- [EXERCISE]
Word for word, restate all of the entries.

- [LISTED ENTRIES]

//! Command implementations.

mod info;
mod send;
mod validate;

pub use info::run_info;
pub use send::run_send;
pub use validate::run_validate;

use std::path::Path;

use crate::error::{CliError, Result};

/// Fail early with a clear message when the job file is missing
pub(crate) fn ensure_job_file(path: &Path) -> Result<()> {
    if path.exists() {
        Ok(())
    } else {
        Err(CliError::config_not_found(path.display().to_string()))
    }
}
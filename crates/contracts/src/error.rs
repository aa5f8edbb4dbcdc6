//! Layered error definitions
//!
//! Categorized by source: config / transport / recipient source

use thiserror::Error;

/// Unified error type
#[derive(Debug, Error)]
pub enum ContractError {
    // ===== Configuration Errors =====
    /// Configuration parse error
    #[error("config parse error: {message}")]
    ConfigParse {
        message: String,
        #[source]
        source: Option<Box<dyn std::error::Error + Send + Sync>>,
    },

    /// Configuration validation error
    #[error("config validation error at '{field}': {message}")]
    ConfigValidation { field: String, message: String },

    // ===== Transport Errors =====
    /// Transport could not be started
    #[error("transport '{transport}' failed to start: {message}")]
    TransportStart { transport: String, message: String },

    /// Unrecoverable failure while sending
    #[error("transport '{transport}' send error: {message}")]
    TransportSend { transport: String, message: String },

    // ===== Recipient Source Errors =====
    /// `next_recipient` called after the source reported no more recipients
    #[error("recipient source exhausted")]
    RecipientsExhausted,

    // ===== General Errors =====
    /// IO error
    #[error("io error: {0}")]
    Io(#[from] std::io::Error),

    /// Other error
    #[error("{0}")]
    Other(String),
}

impl ContractError {
    /// Create configuration parse error
    pub fn config_parse(message: impl Into<String>) -> Self {
        Self::ConfigParse {
            message: message.into(),
            source: None,
        }
    }

    /// Create configuration validation error
    pub fn config_validation(field: impl Into<String>, message: impl Into<String>) -> Self {
        Self::ConfigValidation {
            field: field.into(),
            message: message.into(),
        }
    }

    /// Create transport start error
    pub fn transport_start(transport: impl Into<String>, message: impl Into<String>) -> Self {
        Self::TransportStart {
            transport: transport.into(),
            message: message.into(),
        }
    }

    /// Create transport send error
    pub fn transport_send(transport: impl Into<String>, message: impl Into<String>) -> Self {
        Self::TransportSend {
            transport: transport.into(),
            message: message.into(),
        }
    }

    /// Whether this error came from the transport itself
    pub fn is_transport_error(&self) -> bool {
        matches!(self, Self::TransportStart { .. } | Self::TransportSend { .. })
    }
}

#[cfg(test)]
mod tests {
    use super::*;

    #[test]
    fn test_display_includes_transport_name() {
        let err = ContractError::transport_start("smtp", "connection refused");
        assert_eq!(
            err.to_string(),
            "transport 'smtp' failed to start: connection refused"
        );
        assert!(err.is_transport_error());
    }

    #[test]
    fn test_validation_display() {
        let err = ContractError::config_validation("transport.name", "cannot be empty");
        assert!(err.to_string().contains("transport.name"));
        assert!(!err.is_transport_error());
    }
}
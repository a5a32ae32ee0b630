// CSV rendering of the export records.
//
// Five columns in fixed order. The author is kept in the dataset export but
// is not a CSV column.

use serde_json::Value;

use crate::error::ResearchError;
use crate::records::OutputRecord;

pub const CSV_HEADER: [&str; 5] = [
    "SOURCE_VIDEO",
    "COMMENT_CONTENT",
    "LIKES",
    "REPLY_COUNT",
    "DATE",
];

/// Render records as CSV text: one header line, then one line per record.
///
/// Fields containing a comma, quote or line break are quoted; absent and
/// null values become empty cells.
pub fn to_csv(records: &[OutputRecord]) -> Result<String, ResearchError> {
    let mut writer = csv::WriterBuilder::new()
        .has_headers(false)
        .quote_style(csv::QuoteStyle::Necessary)
        .terminator(csv::Terminator::Any(b'\n'))
        .from_writer(Vec::new());

    writer.write_record(CSV_HEADER)?;
    for record in records {
        writer.write_record(row(record))?;
    }

    let bytes = writer
        .into_inner()
        .map_err(|e| ResearchError::Csv(e.to_string()))?;
    String::from_utf8(bytes).map_err(|e| ResearchError::Csv(e.to_string()))
}

fn row(record: &OutputRecord) -> [String; 5] {
    [
        record.video_url.clone(),
        cell(record.comment_text.as_ref()),
        cell(record.likes.as_ref()),
        cell(record.replies.as_ref()),
        cell(record.timestamp.as_ref()),
    ]
}

fn cell(value: Option<&Value>) -> String {
    match value {
        None | Some(Value::Null) => String::new(),
        Some(Value::String(s)) => s.clone(),
        Some(other) => other.to_string(),
    }
}

#[cfg(test)]
mod tests {
    use super::*;
    use serde_json::json;

    fn record(url: &str, text: Option<&str>, likes: Option<i64>) -> OutputRecord {
        OutputRecord {
            video_url: url.to_string(),
            comment_text: text.map(|t| json!(t)),
            likes: likes.map(|l| json!(l)),
            replies: Some(json!(0)),
            author: Some(json!("someone")),
            timestamp: Some(json!("2025-09-01T12:00:00.000Z")),
        }
    }

    #[test]
    fn empty_input_is_header_only() {
        let text = to_csv(&[]).unwrap();
        assert_eq!(text, "SOURCE_VIDEO,COMMENT_CONTENT,LIKES,REPLY_COUNT,DATE\n");
    }

    #[test]
    fn plain_rows_are_unquoted() {
        let text = to_csv(&[record("https://t/1", Some("nice"), Some(3))]).unwrap();
        let lines: Vec<&str> = text.lines().collect();

        assert_eq!(lines.len(), 2);
        assert_eq!(lines[1], "https://t/1,nice,3,0,2025-09-01T12:00:00.000Z");
    }

    #[test]
    fn author_is_not_a_column() {
        let text = to_csv(&[record("https://t/1", Some("nice"), Some(3))]).unwrap();
        assert!(!text.contains("someone"));
        assert!(!text.contains("AUTHOR"));
    }

    #[test]
    fn missing_values_are_empty_cells() {
        let mut r = record("Unknown", None, None);
        r.replies = Some(Value::Null);
        let text = to_csv(&[r]).unwrap();

        assert_eq!(text.lines().nth(1), Some("Unknown,,,,2025-09-01T12:00:00.000Z"));
    }

    #[test]
    fn embedded_delimiters_are_escaped() {
        let text = to_csv(&[record("https://t/1", Some("he said \"no\", twice"), Some(1))]).unwrap();
        assert!(text.contains(r#""he said ""no"", twice""#), "got: {text}");
    }

    #[test]
    fn round_trips_through_csv_reader() {
        let records = vec![
            record("https://t/1", Some("line one\nline two"), Some(10)),
            record("https://t/2", Some("a, b, \"c\""), None),
            record("Unknown", None, Some(0)),
        ];
        let text = to_csv(&records).unwrap();

        let mut reader = csv::Reader::from_reader(text.as_bytes());
        let headers = reader.headers().unwrap().clone();
        assert_eq!(headers.iter().collect::<Vec<_>>(), CSV_HEADER);

        let rows: Vec<csv::StringRecord> = reader.records().map(|r| r.unwrap()).collect();
        assert_eq!(rows.len(), records.len());
        for (parsed, original) in rows.iter().zip(&records) {
            assert_eq!(parsed.iter().collect::<Vec<_>>(), row(original));
        }
    }
}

- [ANSWER FOR THE TASK]
//! Command implementations.

mod info;
mod send;
mod validate;

pub use info::run_info;
pub use send::run_send;
pub use validate::run_validate;

use std::path::Path;

use crate::error::{CliError, Result};

/// Fail early with a clear message when the job file is missing
pub(crate) fn ensure_job_file(path: &Path) -> Result<()> {
    if path.exists() {
        Ok(())
    } else {
        Err(CliError::config_not_found(path.display().to_string()))
    }
}
filename crates/contracts/src/error.rs
repository aa5f8edbb4dbcdc6
//! Layered error definitions
//!
//! Categorized by source: config / transport / recipient source

use thiserror::Error;

/// Unified error type
#[derive(Debug, Error)]
pub enum ContractError {
    // ===== Configuration Errors =====
    /// Configuration parse error
    #[error("config parse error: {message}")]
    ConfigParse {
        message: String,
        #[source]
        source: Option<Box<dyn std::error::Error + Send + Sync>>,
    },

    /// Configuration validation error
    #[error("config validation error at '{field}': {message}")]
    ConfigValidation { field: String, message: String },

    // ===== Transport Errors =====
    /// Transport could not be started
    #[error("transport '{transport}' failed to start: {message}")]
    TransportStart { transport: String, message: String },

    /// Unrecoverable failure while sending
    #[error("transport '{transport}' send error: {message}")]
    TransportSend { transport: String, message: String },

    // ===== Recipient Source Errors =====
    /// `next_recipient` called after the source reported no more recipients
    #[error("recipient source exhausted")]
    RecipientsExhausted,

    // ===== General Errors =====
    /// IO error
    #[error("io error: {0}")]
    Io(#[from] std::io::Error),

    /// Other error
    #[error("{0}")]
    Other(String),
}

impl ContractError {
    /// Create configuration parse error
    pub fn config_parse(message: impl Into<String>) -> Self {
        Self::ConfigParse {
            message: message.into(),
            source: None,
        }
    }

    /// Create configuration validation error
    pub fn config_validation(field: impl Into<String>, message: impl Into<String>) -> Self {
        Self::ConfigValidation {
            field: field.into(),
            message: message.into(),
        }
    }

    /// Create transport start error
    pub fn transport_start(transport: impl Into<String>, message: impl Into<String>) -> Self {
        Self::TransportStart {
            transport: transport.into(),
            message: message.into(),
        }
    }

    /// Create transport send error
    pub fn transport_send(transport: impl Into<String>, message: impl Into<String>) -> Self {
        Self::TransportSend {
            transport: transport.into(),
            message: message.into(),
        }
    }

    /// Whether this error came from the transport itself
    pub fn is_transport_error(&self) -> bool {
        matches!(self, Self::TransportStart { .. } | Self::TransportSend { .. })
    }
}

#[cfg(test)]
mod tests {
    use super::*;

    #[test]
    fn test_display_includes_transport_name() {
        let err = ContractError::transport_start("smtp", "connection refused");
        assert_eq!(
            err.to_string(),
            "transport 'smtp' failed to start: connection refused"
        );
        assert!(err.is_transport_error());
    }

    #[test]
    fn test_validation_display() {
        let err = ContractError::config_validation("transport.name", "cannot be empty");
        assert!(err.to_string().contains("transport.name"));
        assert!(!err.is_transport_error());
    }
}
repository a5a32ae32ee0b630
// CSV rendering of the export records.
//
// Five columns in fixed order. The author is kept in the dataset export but
// is not a CSV column.

use serde_json::Value;

use crate::error::ResearchError;
use crate::records::OutputRecord;

pub const CSV_HEADER: [&str; 5] = [
    "SOURCE_VIDEO",
    "COMMENT_CONTENT",
    "LIKES",
    "REPLY_COUNT",
    "DATE",
];

/// Render records as CSV text: one header line, then one line per record.
///
/// Fields containing a comma, quote or line break are quoted; absent and
/// null values become empty cells.
pub fn to_csv(records: &[OutputRecord]) -> Result<String, ResearchError> {
    let mut writer = csv::WriterBuilder::new()
        .has_headers(false)
        .quote_style(csv::QuoteStyle::Necessary)
        .terminator(csv::Terminator::Any(b'\n'))
        .from_writer(Vec::new());

    writer.write_record(CSV_HEADER)?;
    for record in records {
        writer.write_record(row(record))?;
    }

    let bytes = writer
        .into_inner()
        .map_err(|e| ResearchError::Csv(e.to_string()))?;
    String::from_utf8(bytes).map_err(|e| ResearchError::Csv(e.to_string()))
}

fn row(record: &OutputRecord) -> [String; 5] {
    [
        record.video_url.clone(),
        cell(record.comment_text.as_ref()),
        cell(record.likes.as_ref()),
        cell(record.replies.as_ref()),
        cell(record.timestamp.as_ref()),
    ]
}

fn cell(value: Option<&Value>) -> String {
    match value {
        None | Some(Value::Null) => String::new(),
        Some(Value::String(s)) => s.clone(),
        Some(other) => other.to_string(),
    }
}

#[cfg(test)]
mod tests {
    use super::*;
    use serde_json::json;

    fn record(url: &str, text: Option<&str>, likes: Option<i64>) -> OutputRecord {
        OutputRecord {
            video_url: url.to_string(),
            comment_text: text.map(|t| json!(t)),
            likes: likes.map(|l| json!(l)),
            replies: Some(json!(0)),
            author: Some(json!("someone")),
            timestamp: Some(json!("2025-09-01T12:00:00.000Z")),
        }
    }

    #[test]
    fn empty_input_is_header_only() {
        let text = to_csv(&[]).unwrap();
        assert_eq!(text, "SOURCE_VIDEO,COMMENT_CONTENT,LIKES,REPLY_COUNT,DATE\n");
    }

    #[test]
    fn plain_rows_are_unquoted() {
        let text = to_csv(&[record("https://t/1", Some("nice"), Some(3))]).unwrap();
        let lines: Vec<&str> = text.lines().collect();

        assert_eq!(lines.len(), 2);
        assert_eq!(lines[1], "https://t/1,nice,3,0,2025-09-01T12:00:00.000Z");
    }

    #[test]
    fn author_is_not_a_column() {
        let text = to_csv(&[record("https://t/1", Some("nice"), Some(3))]).unwrap();
        assert!(!text.contains("someone"));
        assert!(!text.contains("AUTHOR"));
    }

    #[test]
    fn missing_values_are_empty_cells() {
        let mut r = record("Unknown", None, None);
        r.replies = Some(Value::Null);
        let text = to_csv(&[r]).unwrap();

        assert_eq!(text.lines().nth(1), Some("Unknown,,,,2025-09-01T12:00:00.000Z"));
    }

    #[test]
    fn embedded_delimiters_are_escaped() {
        let text = to_csv(&[record("https://t/1", Some("he said \"no\", twice"), Some(1))]).unwrap();
        assert!(text.contains(r#""he said ""no"", twice""#), "got: {text}");
    }

    #[test]
    fn round_trips_through_csv_reader() {
        let records = vec![
            record("https://t/1", Some("line one\nline two"), Some(10)),
            record("https://t/2", Some("a, b, \"c\""), None),
            record("Unknown", None, Some(0)),
        ];
        let text = to_csv(&records).unwrap();

        let mut reader = csv::Reader::from_reader(text.as_bytes());
        let headers = reader.headers().unwrap().clone();
        assert_eq!(headers.iter().collect::<Vec<_>>(), CSV_HEADER);

        let rows: Vec<csv::StringRecord> = reader.records().map(|r| r.unwrap()).collect();
        assert_eq!(rows.len(), records.len());
        for (parsed, original) in rows.iter().zip(&records) {
            assert_eq!(parsed.iter().collect::<Vec<_>>(), row(original));
        }
    }
}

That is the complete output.